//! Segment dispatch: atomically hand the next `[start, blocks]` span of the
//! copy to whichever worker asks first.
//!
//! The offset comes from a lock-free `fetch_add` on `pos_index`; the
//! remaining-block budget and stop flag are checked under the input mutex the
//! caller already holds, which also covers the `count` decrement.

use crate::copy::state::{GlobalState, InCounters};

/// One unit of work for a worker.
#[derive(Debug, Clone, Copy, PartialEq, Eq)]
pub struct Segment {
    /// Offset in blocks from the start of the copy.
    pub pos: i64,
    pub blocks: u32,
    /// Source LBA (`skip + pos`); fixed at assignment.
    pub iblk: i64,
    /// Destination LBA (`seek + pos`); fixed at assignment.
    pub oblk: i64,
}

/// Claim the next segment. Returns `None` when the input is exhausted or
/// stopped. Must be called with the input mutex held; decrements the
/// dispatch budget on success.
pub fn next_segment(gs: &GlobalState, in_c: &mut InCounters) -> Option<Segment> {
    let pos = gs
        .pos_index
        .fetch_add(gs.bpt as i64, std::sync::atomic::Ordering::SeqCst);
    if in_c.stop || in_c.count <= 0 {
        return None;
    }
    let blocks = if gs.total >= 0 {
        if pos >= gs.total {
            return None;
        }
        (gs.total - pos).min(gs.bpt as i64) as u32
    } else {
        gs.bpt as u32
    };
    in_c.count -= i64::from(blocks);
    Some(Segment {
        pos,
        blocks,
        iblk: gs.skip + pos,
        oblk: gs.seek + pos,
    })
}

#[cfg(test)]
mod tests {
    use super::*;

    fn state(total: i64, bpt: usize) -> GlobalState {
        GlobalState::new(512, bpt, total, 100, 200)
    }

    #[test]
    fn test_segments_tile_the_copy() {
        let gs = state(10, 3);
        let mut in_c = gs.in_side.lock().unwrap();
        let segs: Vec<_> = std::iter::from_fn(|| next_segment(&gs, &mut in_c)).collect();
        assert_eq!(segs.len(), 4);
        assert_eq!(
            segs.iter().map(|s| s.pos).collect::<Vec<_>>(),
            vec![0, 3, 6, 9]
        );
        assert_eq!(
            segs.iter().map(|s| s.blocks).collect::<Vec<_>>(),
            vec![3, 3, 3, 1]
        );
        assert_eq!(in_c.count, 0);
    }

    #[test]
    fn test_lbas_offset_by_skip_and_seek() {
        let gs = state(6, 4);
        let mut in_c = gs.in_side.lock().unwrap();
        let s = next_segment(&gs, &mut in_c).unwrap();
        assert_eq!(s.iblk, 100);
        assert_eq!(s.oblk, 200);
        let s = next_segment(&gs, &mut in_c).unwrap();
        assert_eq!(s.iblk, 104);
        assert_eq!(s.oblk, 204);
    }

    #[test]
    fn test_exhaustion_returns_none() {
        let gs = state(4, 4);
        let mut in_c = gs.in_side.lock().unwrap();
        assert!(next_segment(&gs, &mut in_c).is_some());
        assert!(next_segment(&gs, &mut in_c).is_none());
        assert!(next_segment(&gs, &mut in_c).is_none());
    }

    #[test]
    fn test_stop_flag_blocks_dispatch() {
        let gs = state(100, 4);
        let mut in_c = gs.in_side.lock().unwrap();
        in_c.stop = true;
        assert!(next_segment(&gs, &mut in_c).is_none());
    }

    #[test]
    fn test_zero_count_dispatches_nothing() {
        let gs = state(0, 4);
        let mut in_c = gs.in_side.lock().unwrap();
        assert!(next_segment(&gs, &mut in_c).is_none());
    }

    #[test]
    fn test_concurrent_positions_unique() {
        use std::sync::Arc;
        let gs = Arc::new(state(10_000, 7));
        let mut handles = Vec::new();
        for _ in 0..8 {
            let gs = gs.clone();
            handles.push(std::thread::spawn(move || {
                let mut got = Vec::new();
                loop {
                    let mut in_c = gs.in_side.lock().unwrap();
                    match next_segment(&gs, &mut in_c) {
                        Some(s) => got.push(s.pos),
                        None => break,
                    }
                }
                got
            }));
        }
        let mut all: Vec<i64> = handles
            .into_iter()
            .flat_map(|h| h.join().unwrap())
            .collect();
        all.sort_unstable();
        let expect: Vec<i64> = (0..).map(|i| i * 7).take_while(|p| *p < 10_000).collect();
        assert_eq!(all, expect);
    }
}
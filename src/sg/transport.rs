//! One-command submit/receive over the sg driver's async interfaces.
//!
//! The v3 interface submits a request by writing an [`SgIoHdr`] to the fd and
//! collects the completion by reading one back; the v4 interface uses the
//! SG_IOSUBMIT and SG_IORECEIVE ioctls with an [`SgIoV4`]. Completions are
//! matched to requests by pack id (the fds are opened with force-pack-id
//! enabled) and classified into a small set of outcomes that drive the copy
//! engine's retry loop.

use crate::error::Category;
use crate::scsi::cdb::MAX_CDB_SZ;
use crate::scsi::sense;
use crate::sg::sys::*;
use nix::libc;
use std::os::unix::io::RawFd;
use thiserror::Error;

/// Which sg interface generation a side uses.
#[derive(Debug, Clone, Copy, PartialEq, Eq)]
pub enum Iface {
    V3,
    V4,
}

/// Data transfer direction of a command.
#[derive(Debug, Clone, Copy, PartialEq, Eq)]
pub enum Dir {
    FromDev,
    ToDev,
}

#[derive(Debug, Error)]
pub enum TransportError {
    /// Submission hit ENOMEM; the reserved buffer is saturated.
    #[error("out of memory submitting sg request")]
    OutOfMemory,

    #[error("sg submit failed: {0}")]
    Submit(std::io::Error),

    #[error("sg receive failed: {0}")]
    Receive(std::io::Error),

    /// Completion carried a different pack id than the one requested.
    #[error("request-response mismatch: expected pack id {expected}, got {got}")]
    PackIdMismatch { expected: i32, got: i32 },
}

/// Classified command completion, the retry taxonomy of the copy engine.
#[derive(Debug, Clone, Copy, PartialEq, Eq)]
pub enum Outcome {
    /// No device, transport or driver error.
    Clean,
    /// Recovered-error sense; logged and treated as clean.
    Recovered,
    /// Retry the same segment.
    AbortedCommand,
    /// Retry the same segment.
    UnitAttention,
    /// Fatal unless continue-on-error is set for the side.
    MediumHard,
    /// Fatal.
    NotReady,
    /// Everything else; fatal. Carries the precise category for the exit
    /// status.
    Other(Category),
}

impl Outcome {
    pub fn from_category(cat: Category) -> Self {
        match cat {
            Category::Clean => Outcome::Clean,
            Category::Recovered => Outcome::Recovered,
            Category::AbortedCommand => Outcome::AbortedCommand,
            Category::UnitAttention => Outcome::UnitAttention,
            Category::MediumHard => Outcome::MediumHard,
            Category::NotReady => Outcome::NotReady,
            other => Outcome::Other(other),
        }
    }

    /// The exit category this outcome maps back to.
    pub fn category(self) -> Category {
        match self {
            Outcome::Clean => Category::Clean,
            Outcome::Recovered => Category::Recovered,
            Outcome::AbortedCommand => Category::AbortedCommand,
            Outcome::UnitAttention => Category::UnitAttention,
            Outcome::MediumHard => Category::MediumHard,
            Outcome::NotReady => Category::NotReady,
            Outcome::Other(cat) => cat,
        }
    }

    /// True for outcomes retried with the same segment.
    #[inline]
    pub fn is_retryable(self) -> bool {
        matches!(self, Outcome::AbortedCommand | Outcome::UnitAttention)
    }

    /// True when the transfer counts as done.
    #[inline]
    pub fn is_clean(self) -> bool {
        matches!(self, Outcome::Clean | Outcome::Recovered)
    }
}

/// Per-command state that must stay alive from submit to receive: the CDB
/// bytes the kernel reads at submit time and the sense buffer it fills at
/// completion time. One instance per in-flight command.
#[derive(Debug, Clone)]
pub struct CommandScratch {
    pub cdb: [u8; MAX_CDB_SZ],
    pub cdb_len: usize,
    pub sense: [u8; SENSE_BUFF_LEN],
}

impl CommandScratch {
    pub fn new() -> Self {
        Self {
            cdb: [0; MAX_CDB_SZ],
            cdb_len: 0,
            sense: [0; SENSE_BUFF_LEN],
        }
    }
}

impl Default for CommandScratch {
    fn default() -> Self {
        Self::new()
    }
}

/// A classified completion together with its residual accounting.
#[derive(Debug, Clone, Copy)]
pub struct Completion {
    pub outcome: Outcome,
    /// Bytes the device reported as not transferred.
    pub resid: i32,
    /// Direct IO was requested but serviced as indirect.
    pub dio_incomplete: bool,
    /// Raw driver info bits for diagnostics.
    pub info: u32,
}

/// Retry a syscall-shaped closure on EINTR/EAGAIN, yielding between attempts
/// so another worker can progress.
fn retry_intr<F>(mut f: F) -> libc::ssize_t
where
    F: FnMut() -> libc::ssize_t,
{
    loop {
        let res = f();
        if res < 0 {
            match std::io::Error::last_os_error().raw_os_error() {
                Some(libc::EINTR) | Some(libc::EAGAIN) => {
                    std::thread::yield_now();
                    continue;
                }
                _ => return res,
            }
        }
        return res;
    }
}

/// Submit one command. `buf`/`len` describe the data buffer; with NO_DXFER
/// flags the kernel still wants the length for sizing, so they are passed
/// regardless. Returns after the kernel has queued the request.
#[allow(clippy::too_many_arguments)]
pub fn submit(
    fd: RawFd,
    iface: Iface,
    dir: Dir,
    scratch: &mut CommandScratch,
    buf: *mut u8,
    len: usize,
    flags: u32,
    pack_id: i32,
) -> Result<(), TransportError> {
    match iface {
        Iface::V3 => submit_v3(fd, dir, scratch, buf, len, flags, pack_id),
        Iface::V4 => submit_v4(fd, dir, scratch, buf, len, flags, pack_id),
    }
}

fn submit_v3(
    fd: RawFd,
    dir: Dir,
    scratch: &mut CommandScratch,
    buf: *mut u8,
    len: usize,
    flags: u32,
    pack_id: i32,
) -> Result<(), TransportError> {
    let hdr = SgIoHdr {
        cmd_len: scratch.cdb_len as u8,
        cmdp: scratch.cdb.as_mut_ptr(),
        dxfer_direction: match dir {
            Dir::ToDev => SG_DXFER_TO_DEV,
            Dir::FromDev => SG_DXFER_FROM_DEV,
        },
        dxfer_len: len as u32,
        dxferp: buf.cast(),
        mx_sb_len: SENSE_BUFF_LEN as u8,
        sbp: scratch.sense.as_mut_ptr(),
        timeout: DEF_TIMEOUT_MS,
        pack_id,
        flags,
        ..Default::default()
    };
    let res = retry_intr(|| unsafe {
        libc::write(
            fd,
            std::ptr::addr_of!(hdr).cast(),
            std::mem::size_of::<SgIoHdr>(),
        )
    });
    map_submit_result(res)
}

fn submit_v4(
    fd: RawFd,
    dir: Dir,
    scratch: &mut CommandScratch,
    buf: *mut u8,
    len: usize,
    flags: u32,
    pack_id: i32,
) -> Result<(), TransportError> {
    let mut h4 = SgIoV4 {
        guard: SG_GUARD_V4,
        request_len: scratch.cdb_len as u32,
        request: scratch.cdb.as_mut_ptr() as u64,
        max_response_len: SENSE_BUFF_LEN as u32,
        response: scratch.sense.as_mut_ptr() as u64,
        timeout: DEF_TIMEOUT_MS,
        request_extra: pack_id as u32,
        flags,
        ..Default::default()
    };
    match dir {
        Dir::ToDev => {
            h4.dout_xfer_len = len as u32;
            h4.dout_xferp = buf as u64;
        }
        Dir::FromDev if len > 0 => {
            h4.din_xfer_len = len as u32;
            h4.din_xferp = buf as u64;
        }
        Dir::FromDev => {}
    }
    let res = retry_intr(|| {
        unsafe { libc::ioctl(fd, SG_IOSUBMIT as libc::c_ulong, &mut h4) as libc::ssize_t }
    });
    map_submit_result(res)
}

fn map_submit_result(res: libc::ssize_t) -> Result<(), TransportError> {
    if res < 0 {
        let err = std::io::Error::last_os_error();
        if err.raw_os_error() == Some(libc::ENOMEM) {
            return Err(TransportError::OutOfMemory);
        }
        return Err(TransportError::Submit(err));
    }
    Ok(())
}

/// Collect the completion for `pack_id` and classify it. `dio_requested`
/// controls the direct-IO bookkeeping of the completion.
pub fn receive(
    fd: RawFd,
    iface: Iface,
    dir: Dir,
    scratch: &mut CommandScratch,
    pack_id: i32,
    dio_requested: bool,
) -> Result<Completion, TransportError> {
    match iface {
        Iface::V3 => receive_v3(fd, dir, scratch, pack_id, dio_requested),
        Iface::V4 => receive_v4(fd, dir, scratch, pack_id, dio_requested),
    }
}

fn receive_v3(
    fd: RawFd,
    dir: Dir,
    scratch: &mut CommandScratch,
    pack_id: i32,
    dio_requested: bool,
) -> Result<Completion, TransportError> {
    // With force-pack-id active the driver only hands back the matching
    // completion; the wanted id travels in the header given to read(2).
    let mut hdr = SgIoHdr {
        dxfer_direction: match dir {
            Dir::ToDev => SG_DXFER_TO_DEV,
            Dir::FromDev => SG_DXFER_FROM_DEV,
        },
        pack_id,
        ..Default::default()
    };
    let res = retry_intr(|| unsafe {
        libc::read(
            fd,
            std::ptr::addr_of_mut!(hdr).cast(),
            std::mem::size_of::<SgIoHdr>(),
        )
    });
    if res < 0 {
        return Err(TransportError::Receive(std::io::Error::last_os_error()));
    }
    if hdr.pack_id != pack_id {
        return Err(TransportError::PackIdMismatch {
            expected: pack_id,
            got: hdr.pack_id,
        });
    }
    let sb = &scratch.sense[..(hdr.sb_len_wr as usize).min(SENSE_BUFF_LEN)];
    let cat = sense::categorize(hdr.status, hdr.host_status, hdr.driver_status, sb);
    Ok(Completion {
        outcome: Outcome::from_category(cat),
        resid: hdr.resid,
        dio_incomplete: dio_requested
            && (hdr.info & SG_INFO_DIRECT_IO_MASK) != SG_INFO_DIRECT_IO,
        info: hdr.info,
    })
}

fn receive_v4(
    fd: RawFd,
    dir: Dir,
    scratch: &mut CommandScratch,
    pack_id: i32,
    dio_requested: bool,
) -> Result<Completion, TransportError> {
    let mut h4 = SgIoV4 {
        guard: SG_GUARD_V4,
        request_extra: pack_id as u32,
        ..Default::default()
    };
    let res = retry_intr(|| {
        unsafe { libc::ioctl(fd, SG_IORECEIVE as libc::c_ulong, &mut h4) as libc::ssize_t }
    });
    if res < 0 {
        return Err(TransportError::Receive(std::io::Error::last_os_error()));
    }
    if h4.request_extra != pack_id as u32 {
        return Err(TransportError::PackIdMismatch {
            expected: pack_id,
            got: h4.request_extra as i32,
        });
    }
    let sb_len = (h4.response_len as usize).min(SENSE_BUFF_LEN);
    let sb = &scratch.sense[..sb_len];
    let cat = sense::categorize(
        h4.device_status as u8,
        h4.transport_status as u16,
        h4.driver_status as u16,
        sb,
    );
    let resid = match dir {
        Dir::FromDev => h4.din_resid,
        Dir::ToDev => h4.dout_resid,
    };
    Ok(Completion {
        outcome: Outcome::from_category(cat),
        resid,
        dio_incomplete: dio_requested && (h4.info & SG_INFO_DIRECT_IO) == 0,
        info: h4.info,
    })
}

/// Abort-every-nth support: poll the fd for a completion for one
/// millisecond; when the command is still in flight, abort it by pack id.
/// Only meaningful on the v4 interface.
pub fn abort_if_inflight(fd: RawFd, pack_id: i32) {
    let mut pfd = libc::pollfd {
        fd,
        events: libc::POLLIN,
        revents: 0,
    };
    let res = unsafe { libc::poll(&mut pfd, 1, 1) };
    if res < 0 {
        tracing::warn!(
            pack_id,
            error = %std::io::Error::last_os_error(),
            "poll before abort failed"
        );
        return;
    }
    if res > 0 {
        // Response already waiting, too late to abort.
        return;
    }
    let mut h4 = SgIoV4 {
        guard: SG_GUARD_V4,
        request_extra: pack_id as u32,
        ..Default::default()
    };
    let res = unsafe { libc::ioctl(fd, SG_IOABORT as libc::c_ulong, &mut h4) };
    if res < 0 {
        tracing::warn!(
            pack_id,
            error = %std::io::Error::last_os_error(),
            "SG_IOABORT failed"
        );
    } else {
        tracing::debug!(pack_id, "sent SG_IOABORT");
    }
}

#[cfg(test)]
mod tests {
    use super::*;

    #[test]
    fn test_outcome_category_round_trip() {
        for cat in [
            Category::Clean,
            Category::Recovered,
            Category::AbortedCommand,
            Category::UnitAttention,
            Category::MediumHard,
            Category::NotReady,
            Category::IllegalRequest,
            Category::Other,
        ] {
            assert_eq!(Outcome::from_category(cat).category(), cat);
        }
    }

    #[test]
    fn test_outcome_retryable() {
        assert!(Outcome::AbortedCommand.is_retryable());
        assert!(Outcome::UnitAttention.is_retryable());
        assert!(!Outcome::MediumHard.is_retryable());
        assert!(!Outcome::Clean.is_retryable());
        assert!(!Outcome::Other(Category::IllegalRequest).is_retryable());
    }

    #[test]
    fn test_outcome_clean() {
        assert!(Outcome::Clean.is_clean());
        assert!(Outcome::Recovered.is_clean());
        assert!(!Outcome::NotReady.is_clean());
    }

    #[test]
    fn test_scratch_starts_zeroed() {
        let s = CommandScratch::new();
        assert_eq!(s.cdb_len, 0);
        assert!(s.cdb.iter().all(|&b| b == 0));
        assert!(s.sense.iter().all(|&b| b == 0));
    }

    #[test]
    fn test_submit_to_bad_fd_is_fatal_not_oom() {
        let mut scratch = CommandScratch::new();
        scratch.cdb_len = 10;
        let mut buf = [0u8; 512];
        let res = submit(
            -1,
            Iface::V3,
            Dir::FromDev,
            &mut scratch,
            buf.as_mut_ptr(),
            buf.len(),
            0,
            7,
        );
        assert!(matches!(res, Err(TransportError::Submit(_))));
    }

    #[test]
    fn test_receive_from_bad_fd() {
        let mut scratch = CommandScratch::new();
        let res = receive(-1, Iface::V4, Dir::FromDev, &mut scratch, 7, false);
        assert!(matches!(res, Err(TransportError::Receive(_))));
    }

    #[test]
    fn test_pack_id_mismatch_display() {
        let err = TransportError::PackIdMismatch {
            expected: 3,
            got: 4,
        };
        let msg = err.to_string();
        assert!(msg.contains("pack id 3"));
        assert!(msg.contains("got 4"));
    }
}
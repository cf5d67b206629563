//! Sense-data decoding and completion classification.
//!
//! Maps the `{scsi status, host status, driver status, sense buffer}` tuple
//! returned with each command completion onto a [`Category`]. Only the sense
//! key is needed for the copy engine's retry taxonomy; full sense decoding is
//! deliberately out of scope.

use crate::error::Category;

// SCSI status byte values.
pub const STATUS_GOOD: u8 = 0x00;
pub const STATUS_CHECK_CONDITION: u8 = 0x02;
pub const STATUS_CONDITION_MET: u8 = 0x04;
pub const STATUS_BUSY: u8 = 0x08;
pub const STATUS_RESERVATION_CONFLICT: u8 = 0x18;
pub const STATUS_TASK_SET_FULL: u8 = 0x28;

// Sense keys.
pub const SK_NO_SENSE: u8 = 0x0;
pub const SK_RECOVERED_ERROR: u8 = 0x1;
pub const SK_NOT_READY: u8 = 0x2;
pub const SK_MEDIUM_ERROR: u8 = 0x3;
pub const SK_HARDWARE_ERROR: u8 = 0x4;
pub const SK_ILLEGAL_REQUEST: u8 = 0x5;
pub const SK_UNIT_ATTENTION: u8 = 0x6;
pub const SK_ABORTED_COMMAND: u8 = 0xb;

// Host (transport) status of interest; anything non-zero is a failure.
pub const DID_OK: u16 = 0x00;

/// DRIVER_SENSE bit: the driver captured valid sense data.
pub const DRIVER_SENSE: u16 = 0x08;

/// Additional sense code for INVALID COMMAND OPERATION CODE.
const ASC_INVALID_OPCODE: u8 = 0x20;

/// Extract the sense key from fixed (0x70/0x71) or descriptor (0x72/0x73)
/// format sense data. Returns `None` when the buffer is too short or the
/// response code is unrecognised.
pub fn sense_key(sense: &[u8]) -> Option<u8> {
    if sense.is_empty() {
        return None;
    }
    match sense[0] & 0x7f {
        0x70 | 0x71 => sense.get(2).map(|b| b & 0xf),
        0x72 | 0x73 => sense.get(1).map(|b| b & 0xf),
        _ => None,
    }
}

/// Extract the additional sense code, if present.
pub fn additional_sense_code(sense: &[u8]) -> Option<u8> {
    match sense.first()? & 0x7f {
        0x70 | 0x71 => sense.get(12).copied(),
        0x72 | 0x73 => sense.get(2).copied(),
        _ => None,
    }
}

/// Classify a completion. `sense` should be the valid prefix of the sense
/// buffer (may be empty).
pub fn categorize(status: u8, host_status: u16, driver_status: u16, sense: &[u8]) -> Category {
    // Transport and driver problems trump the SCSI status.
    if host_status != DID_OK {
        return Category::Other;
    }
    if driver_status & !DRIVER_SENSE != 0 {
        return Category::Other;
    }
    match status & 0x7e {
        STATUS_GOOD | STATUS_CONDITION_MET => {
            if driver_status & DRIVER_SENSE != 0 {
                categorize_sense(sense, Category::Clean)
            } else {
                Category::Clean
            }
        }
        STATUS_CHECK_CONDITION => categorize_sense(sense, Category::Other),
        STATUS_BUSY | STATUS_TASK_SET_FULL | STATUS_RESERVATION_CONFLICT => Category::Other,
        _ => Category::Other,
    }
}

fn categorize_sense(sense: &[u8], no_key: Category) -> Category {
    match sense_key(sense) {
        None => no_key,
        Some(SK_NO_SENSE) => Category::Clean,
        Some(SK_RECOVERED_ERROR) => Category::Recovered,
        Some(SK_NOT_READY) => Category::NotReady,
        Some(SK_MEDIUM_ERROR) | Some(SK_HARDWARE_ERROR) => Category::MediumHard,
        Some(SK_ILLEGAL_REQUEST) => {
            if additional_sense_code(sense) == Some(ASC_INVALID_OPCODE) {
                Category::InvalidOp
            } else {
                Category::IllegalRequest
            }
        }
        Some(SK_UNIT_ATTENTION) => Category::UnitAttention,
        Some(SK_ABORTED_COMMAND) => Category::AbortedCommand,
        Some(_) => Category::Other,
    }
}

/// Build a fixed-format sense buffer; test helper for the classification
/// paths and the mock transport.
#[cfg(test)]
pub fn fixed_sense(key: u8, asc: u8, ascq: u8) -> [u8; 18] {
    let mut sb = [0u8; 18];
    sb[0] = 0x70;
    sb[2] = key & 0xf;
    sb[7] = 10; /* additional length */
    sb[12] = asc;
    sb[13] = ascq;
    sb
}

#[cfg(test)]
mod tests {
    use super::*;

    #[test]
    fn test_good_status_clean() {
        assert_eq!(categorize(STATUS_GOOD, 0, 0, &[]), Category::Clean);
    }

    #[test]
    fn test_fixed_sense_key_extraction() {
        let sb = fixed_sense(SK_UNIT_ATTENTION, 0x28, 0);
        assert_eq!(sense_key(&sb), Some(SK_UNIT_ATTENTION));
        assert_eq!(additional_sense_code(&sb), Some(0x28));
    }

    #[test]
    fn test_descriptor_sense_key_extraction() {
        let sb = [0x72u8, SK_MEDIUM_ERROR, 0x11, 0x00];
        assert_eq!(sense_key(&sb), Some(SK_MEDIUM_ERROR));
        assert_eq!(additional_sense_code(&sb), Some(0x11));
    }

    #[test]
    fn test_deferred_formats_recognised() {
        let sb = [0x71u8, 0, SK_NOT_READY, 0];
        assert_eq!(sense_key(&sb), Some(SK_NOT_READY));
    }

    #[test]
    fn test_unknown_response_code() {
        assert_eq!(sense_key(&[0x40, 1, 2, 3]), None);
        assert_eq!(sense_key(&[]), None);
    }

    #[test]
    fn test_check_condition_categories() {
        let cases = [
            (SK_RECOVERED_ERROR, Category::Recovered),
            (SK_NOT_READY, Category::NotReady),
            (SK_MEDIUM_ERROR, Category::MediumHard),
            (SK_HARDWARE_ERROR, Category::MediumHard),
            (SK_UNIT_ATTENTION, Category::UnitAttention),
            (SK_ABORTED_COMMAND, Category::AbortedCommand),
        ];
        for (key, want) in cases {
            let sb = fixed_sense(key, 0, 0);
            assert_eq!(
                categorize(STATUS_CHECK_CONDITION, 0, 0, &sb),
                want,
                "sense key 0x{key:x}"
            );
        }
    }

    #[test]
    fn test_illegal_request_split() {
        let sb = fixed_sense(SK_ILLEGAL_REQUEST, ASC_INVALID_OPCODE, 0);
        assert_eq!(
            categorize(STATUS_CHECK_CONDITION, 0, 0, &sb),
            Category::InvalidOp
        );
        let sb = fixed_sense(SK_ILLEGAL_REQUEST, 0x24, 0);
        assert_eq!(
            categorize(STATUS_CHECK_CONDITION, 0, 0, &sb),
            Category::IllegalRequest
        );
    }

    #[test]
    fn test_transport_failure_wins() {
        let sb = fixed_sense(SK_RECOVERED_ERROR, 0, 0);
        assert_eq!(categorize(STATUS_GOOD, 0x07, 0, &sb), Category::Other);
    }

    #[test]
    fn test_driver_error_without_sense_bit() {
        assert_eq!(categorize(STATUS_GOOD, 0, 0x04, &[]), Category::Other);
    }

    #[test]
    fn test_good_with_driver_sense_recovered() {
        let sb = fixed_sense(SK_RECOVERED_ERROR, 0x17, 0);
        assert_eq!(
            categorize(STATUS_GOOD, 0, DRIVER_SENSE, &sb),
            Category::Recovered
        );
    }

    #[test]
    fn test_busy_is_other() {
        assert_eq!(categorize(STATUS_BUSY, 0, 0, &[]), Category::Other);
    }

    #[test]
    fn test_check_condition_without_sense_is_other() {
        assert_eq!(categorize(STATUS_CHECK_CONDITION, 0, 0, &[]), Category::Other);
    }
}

________

### WORK TASK
Reproduce the entries exactly, starting at their first line and stopping after the line with "already holds, which".

### ANSWER TO THIS PROBLEM
//! Segment dispatch: atomically hand the next `[start, blocks]` span of the
//! copy to whichever worker asks first.
//!
//! The offset comes from a lock-free `fetch_add` on `pos_index`; the
//! remaining-block budget and stop flag are checked under the input mutex the
//! caller already holds, which also covers the `count` decrement.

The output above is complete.